===== WORKING DATA =====

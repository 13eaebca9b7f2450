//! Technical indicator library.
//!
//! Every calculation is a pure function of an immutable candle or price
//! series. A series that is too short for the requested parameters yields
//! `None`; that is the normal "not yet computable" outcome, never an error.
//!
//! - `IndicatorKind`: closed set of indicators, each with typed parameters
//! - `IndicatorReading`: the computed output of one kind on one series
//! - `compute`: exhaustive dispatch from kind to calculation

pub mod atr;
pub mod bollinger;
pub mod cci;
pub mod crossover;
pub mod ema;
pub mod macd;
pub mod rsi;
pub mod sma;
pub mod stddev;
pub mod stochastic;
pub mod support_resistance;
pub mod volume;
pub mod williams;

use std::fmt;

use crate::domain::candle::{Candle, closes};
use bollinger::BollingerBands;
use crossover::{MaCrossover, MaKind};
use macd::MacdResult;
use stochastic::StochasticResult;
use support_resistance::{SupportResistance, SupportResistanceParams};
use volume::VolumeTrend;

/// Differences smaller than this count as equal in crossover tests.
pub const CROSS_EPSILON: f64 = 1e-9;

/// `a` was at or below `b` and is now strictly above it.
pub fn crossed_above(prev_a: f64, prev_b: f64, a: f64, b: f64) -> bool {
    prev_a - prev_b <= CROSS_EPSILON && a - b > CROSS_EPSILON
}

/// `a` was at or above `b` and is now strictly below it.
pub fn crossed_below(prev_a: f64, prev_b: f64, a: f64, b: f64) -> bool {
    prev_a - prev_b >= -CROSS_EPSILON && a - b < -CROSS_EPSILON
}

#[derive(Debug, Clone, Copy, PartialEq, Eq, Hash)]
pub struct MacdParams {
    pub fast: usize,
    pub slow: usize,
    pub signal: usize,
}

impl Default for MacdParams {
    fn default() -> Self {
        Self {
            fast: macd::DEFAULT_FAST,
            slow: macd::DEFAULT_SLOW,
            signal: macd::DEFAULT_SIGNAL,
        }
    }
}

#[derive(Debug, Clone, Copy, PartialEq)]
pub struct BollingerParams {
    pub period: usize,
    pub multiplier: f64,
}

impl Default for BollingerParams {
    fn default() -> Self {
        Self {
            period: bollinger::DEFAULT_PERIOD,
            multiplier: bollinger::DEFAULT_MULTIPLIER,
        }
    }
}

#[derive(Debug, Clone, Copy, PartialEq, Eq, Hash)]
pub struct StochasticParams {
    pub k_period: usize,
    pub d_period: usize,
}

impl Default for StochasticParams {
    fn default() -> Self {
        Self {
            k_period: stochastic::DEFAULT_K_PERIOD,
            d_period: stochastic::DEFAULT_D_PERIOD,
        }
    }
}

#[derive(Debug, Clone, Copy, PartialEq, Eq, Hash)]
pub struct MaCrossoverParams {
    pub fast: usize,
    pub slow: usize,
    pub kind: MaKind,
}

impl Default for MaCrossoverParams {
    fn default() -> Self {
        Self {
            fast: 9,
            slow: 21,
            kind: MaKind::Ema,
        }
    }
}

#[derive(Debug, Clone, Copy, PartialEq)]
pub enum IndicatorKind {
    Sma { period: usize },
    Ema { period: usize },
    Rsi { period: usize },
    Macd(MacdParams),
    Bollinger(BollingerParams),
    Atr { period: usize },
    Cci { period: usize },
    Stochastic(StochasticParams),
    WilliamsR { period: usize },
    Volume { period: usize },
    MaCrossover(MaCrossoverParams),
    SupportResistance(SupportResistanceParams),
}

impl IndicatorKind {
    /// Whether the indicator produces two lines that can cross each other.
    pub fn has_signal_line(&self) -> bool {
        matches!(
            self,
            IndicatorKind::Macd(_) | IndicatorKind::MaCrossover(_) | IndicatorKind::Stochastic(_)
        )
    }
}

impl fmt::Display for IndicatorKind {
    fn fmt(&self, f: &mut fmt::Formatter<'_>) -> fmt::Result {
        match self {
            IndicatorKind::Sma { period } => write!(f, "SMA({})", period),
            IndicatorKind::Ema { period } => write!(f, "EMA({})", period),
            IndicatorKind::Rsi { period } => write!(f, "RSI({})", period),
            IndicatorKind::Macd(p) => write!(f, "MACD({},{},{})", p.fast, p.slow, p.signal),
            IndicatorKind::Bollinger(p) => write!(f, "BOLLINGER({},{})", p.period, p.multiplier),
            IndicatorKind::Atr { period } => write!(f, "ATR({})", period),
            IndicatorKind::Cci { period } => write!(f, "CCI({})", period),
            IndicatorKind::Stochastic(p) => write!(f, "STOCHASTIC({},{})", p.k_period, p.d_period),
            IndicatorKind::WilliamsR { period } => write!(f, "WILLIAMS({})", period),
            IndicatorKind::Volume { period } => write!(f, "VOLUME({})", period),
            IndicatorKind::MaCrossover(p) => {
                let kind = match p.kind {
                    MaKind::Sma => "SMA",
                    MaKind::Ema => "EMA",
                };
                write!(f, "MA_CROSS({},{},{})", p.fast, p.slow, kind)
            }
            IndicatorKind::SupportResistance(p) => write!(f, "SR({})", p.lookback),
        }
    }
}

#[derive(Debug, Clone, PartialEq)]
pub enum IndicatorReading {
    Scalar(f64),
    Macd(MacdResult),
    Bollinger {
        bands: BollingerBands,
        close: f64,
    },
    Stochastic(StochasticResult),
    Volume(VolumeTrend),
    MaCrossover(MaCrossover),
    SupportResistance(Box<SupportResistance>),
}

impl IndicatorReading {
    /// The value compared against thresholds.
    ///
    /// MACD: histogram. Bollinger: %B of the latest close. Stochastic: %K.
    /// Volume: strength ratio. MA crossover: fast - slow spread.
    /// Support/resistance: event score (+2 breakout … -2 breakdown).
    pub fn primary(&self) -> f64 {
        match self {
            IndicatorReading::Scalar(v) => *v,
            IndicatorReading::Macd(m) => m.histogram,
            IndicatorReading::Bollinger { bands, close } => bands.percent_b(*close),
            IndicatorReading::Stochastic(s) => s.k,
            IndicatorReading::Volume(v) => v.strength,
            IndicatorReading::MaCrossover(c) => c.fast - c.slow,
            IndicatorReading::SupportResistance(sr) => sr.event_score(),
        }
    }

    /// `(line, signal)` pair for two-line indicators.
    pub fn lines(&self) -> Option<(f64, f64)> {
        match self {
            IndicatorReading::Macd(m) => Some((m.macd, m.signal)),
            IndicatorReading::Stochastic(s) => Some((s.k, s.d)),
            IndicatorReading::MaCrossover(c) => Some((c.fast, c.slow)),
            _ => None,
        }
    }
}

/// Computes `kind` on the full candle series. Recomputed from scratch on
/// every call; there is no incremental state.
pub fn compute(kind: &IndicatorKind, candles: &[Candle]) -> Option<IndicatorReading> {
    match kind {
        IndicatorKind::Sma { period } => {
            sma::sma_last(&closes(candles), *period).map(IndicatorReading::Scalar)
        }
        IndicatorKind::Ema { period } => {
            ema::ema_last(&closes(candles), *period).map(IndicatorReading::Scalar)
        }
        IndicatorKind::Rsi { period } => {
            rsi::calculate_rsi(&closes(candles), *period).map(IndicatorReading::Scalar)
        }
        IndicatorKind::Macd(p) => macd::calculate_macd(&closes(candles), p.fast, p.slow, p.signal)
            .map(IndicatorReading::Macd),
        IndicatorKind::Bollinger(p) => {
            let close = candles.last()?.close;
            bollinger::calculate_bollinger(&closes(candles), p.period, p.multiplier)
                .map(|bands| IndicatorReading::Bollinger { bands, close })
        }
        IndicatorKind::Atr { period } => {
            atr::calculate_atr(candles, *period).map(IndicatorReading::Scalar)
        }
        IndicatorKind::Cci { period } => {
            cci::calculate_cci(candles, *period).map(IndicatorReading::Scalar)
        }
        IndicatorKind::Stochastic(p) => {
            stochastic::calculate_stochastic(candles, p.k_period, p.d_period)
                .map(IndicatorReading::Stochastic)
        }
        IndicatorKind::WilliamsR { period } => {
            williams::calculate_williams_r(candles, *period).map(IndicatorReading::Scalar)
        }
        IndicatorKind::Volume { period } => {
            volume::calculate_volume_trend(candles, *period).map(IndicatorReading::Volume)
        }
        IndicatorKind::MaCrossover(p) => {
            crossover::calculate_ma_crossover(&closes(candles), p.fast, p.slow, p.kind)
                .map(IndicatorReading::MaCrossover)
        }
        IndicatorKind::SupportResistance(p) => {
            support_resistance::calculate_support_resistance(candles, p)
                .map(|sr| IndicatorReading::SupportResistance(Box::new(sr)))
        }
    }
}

=====

For the word "StochasticParams", count the lines in the records that contain it. Give the number and no other words.

- _TASK RESPONSE_
3